Ünüversitenin görkemli kapısının önünde durdular derin bir sessizlik içinde üniversiteyi izlerken sessizliği bozan Melis olmuştu. İşte hayallerimiz gerçek oldu Esiiiğn dedi yanındaki arkadaşına kocaman sırıtarak. Esin ise sonunda diyerek Melise sarıldı. İçeri girdiklerinde büyük bir kalabalık onları bekliyordu. Melis içinden kazandık diye zafer naraları atıyor ve Esinin kolunu çekiştiriyordu. Esin ise hayallerinin gerçekleşmesi için tüm kalbiyle dua edip çok çalışmayı düşünüyordu çünkü önünde temiz bir sayfa vardı üzüntülü günler geride kalmıştı ve kesinlikle hayatını bir erkeği sokup hayatını mahvetmiycekti. Düşüncelerinden Melisin onu dürtmesiyle sıyrıldı. Esin benim fakülte şurada tatlım dedi ve yanından uzaklaştı. Esin ise üniversiteyi gezmeye başladı.
*****
Melis ise dersinin olduğu anfiye girdi kendine bir yer buldu ve oturdu. Etrafı izlerken yanına bir kız oturdu. Melis kızla tanıştı bi muhabbet açtı. Kız sevimliydi açık yeşil gözleri vardı saçları kendisinin saçları gibi kıvırcıktı ama onun aksine saçları kısaydı. Adının Deniz olduğunu öğrendiği kızla konuşurken gözü içeriye giren yakışıklıya takıldı. O üniversite hocalarının kel, gözlüklü, yaşlı ve huysuz olduğunu sanardı ama bu onların aksine kumral tenli 180 boyunda çimen yeşili gözleri olan baya yakışıklı tüm fakültelerin dersine giren akademisyen olcay hocaydı. Bu sırada esinde fakültesini bulmuş ve ilk dersi olan insan piskolojisi dersine girmişti o zaten içinde piskoloji olan herşeyi severdi çünkü piskoloji onun çocukluk hayaliydi.
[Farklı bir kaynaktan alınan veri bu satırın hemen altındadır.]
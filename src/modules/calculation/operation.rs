//! Arithmetic evaluated for a calculation request.

use std::fmt;
use std::str::FromStr;

#[derive(Debug, Clone, PartialEq, thiserror::Error)]
pub enum CalculationError {
    #[error("unsupported operation '{0}', expected one of add, minus, times, divide, sqrt")]
    UnsupportedOperation(String),

    #[error("'{0}' is not a number")]
    InvalidOperand(String),

    #[error("at least one number is required")]
    NoOperands,

    #[error("division by zero")]
    DivisionByZero,

    #[error("cannot take the square root of a negative number")]
    NegativeSquareRoot,
}

#[derive(Debug, Clone, Copy, PartialEq, Eq)]
pub enum Operation {
    Add,
    Minus,
    Times,
    Divide,
    Sqrt,
}

impl Operation {
    pub fn as_str(&self) -> &'static str {
        match self {
            Self::Add => "add",
            Self::Minus => "minus",
            Self::Times => "times",
            Self::Divide => "divide",
            Self::Sqrt => "sqrt",
        }
    }

    /// Folds the operands left to right. `sqrt` only looks at the first one.
    pub fn apply(&self, numbers: &[f64]) -> Result<f64, CalculationError> {
        let (&first, rest) = numbers.split_first().ok_or(CalculationError::NoOperands)?;

        match self {
            Self::Add => Ok(rest.iter().fold(first, |acc, n| acc + n)),
            Self::Minus => Ok(rest.iter().fold(first, |acc, n| acc - n)),
            Self::Times => Ok(rest.iter().fold(first, |acc, n| acc * n)),
            Self::Divide => rest.iter().try_fold(first, |acc, &n| {
                if n == 0.0 {
                    Err(CalculationError::DivisionByZero)
                } else {
                    Ok(acc / n)
                }
            }),
            Self::Sqrt if first < 0.0 => Err(CalculationError::NegativeSquareRoot),
            Self::Sqrt => Ok(first.sqrt()),
        }
    }
}

impl FromStr for Operation {
    type Err = CalculationError;

    fn from_str(s: &str) -> Result<Self, Self::Err> {
        match s.trim().to_lowercase().as_str() {
            "add" => Ok(Self::Add),
            "minus" => Ok(Self::Minus),
            "times" => Ok(Self::Times),
            "divide" => Ok(Self::Divide),
            "sqrt" => Ok(Self::Sqrt),
            _ => Err(CalculationError::UnsupportedOperation(s.to_string())),
        }
    }
}

impl fmt::Display for Operation {
    fn fmt(&self, f: &mut fmt::Formatter<'_>) -> fmt::Result {
        f.write_str(self.as_str())
    }
}

/// Parses `"1, 2.5,3"` into its operands.
pub fn parse_numbers(raw: &str) -> Result<Vec<f64>, CalculationError> {
    if raw.trim().is_empty() {
        return Err(CalculationError::NoOperands);
    }

    raw.split(',')
        .map(str::trim)
        .map(|part| {
            part.parse::<f64>()
                .ok()
                .filter(|n| n.is_finite())
                .ok_or_else(|| CalculationError::InvalidOperand(part.to_string()))
        })
        .collect()
}

/// Canonical comma-joined form stored next to the result.
pub fn normalise(numbers: &[f64]) -> String {
    numbers
        .iter()
        .map(|n| n.to_string())
        .collect::<Vec<_>>()
        .join(",")
}
use axum::{extract::State, http::StatusCode, Json};
use axum_extra::extract::cookie::{Cookie, CookieJar, SameSite};
use std::sync::Arc;
use validator::Validate;

use super::crud::UserCrud;
use super::model::NewUser;
use super::schema::{LoginRequest, LoginResponse, RegisterRequest, RegisterResponse, UserResponse};
use crate::error::{AppError, AppResult};
use crate::modules::common::ApiResponse;
use crate::services::guard::AuthUser;
use crate::services::hashing;
use crate::services::jwt::{Role, TokenPair};
use crate::services::notification::Email;
use crate::AppState;

pub const REFRESH_COOKIE: &str = "refresh";

/// HttpOnly, same-site refresh cookie; the refresh token never appears in a body.
pub fn refresh_cookie(token: String, secure: bool) -> Cookie<'static> {
    Cookie::build((REFRESH_COOKIE, token))
        .http_only(true)
        .same_site(SameSite::Strict)
        .path("/")
        .secure(secure)
        .build()
}

fn token_response(jar: CookieJar, pair: TokenPair, secure: bool) -> (CookieJar, Json<ApiResponse<LoginResponse>>) {
    let jar = jar.add(refresh_cookie(pair.refresh_token, secure));
    let body = LoginResponse {
        access_token: pair.access_token,
        token_type: "bearer",
        expires_in: pair.expires_in,
    };
    (jar, Json(ApiResponse::success("login successful", body)))
}

// =============================================================================
// POST /auth/register
// =============================================================================

pub async fn register(
    State(state): State<Arc<AppState>>,
    Json(req): Json<RegisterRequest>,
) -> AppResult<(StatusCode, Json<ApiResponse<RegisterResponse>>)> {
    let req = req.trimmed();
    req.validate()?;

    let password_hash = hashing::hash_password(&req.password)?;

    let user = UserCrud::new(state.db.clone())
        .create(NewUser {
            username: req.username,
            email: req.email,
            password_hash,
            name: req.name,
            age: req.age,
            nationality: req.nationality,
        })
        .await?;

    tracing::info!(user_id = user.id, username = %user.username, "user registered");
    state.notifier.enqueue(Email::welcome(&user.email));

    Ok((
        StatusCode::CREATED,
        Json(ApiResponse::success(
            "account created",
            RegisterResponse {
                id: user.id,
                username: user.username,
                nationality: user.nationality,
            },
        )),
    ))
}

// =============================================================================
// POST /auth/login
// =============================================================================

pub async fn login(
    State(state): State<Arc<AppState>>,
    jar: CookieJar,
    Json(req): Json<LoginRequest>,
) -> AppResult<(CookieJar, Json<ApiResponse<LoginResponse>>)> {
    let user = UserCrud::new(state.db.clone())
        .authenticate(&req.username, &req.password)
        .await?;

    let pair = state.jwt_service.create_token_pair(&user.username, user.role())?;
    tracing::info!(user_id = user.id, "user logged in");

    Ok(token_response(jar, pair, state.config.cookie_secure))
}

// =============================================================================
// POST /auth/refresh
// =============================================================================

pub async fn refresh(
    State(state): State<Arc<AppState>>,
    jar: CookieJar,
) -> AppResult<(CookieJar, Json<ApiResponse<LoginResponse>>)> {
    let token = jar
        .get(REFRESH_COOKIE)
        .map(|cookie| cookie.value().to_string())
        .ok_or_else(|| AppError::Unauthenticated("refresh token missing".to_string()))?;

    let claims = state.jwt_service.verify_refresh_token(&token)?;
    let user_id = match claims.role {
        Role::User { user_id, .. } => user_id,
        _ => return Err(AppError::Unauthenticated("invalid refresh token".to_string())),
    };

    // the account may have changed or disappeared since the token was issued
    let user = UserCrud::new(state.db.clone())
        .find_by_id(user_id)
        .await?
        .ok_or_else(|| AppError::Unauthenticated("account no longer exists".to_string()))?;

    let pair = state.jwt_service.create_token_pair(&user.username, user.role())?;
    Ok(token_response(jar, pair, state.config.cookie_secure))
}

// =============================================================================
// POST /auth/logout
// =============================================================================

pub async fn logout(jar: CookieJar) -> (CookieJar, Json<ApiResponse<()>>) {
    let jar = jar.remove(Cookie::build((REFRESH_COOKIE, "")).path("/"));
    (jar, Json(ApiResponse::done("logged out")))
}

// =============================================================================
// GET /auth/me
// =============================================================================

pub async fn me(
    State(state): State<Arc<AppState>>,
    user: AuthUser,
) -> AppResult<Json<ApiResponse<UserResponse>>> {
    match UserCrud::new(state.db.clone()).find_by_id(user.user_id).await? {
        Some(account) => Ok(Json(ApiResponse::success(
            "account retrieved",
            UserResponse::from(account),
        ))),
        None => Ok(Json(ApiResponse::failure("account not found"))),
    }
}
Melis yeni arkadaşı denizle kafeteryada otururken esinin onlara yaklaştığını gördü ayağa kalktı ve sarıldılar deniz onlara şaşkın gözlerle bakarken siz tanışıyormusunuz diye sordu ikisi birbirlerine kocaman sırıtarak aynı ağızdan evet dediler. Oturup konuşurlarken herkesin gözü kafeteryanın girişine takılmıştı. Bunlar yeni denizcilerdi. Yazılı derslerini bu yıl bu üniversitede göreceklerdi. Herkesin bakmasıyla esinde o tarafa bakmıştı ve onunla göz göze gelmişti. Hiç değişmemiş diye düşündü sadece boyu uzamış o mavi gözleri hala aynıydı ama artık ışıltılı bakmıyordu sanki kumral teni güneşte kaldığı için biraz yanmıştı. Sonra aklına onsuz geçen yıllar geldi esinin elleri titremeye başlamıştı Melis ise ilk defa onu sakinleştiremiyordu. Esinin masadan fırlamasıyla koşması bir olmuştu meliste arkından koşmuş ama bu koca üniversitede onu kaybetmişti. Esin okulun içinde ağlayarak koşarken bir yandanda küfrediyordu neye küfrettiğini oda bilmiyordu kendinemi yoksa o mavi gözleremi?
******
Melis uzun zaman esini aradıktan sonra vazgeçmişti birazda sinirlenmişti ama onu düşünmemeliydi İzmir gibi bi şehirde tek gidebileceği yer şimdilik midyeciydi. Mideyeyi çok seviyordu denizle Alsancakta midye satan midyeli adında cafeye benzeyen bir yere gittiler Deniz kendine midye dolma söylerken deniz bu fırsat nidaha elime geçmez diyerek midye tava söyledi. Esin elinde telefon hala silmeye cesaret edemediği fotoğraflara bakıp ağlıyordu ta ki birinin ona çarpıp telefonun yere düşürünceye kadar böyle devam etti. Ona çarpan kişi melisin hayran kaldığı akademisyendi her ne kadar özür dilesede özürü kabul olmıyacaktı çünkü esin artık sinir krizi geçiriyordu. Bu gün yaşadıkları onu yeni bıraktığı piskolojik haplara geri bağlayacaktı. Buradâ da hasta kız olacaktı hayatı bu kadar güzel giderken yine onun yüzümden mahvolmuştu. Bilincinin kapandığını hissediyordu. Yakışıklı hoca onu kucakladığı gibi tıp fakültesine götürdü. İçi yanan biri daha vardı ama o gidemedi korktu. Sadece eşinin telefonunu ve çantasını açmakla yetindi. Telefona baktığında kendi resmini görünce kendisine küfredip koşarak tıp fakültesinde gitti. O sırada Melis midye tavasını afiyetle yemiş esine ulaşmaya çalışıyordu yeter bu yanlızlık dedi ve onu bulmak için hesabı istedi. Tam kapıya yöneldiği sırada içeri açık yeşil gözlü kumral tenli orta boylu yakışıklı bir adam girdi onunla karşılaşacaklarını biliyordu Melis ama bu kadar erken ve hazırlıksız olacağını bilmiyordu yine sol yanı sızlamıştı işte oda geçmişiyle baş başaydı.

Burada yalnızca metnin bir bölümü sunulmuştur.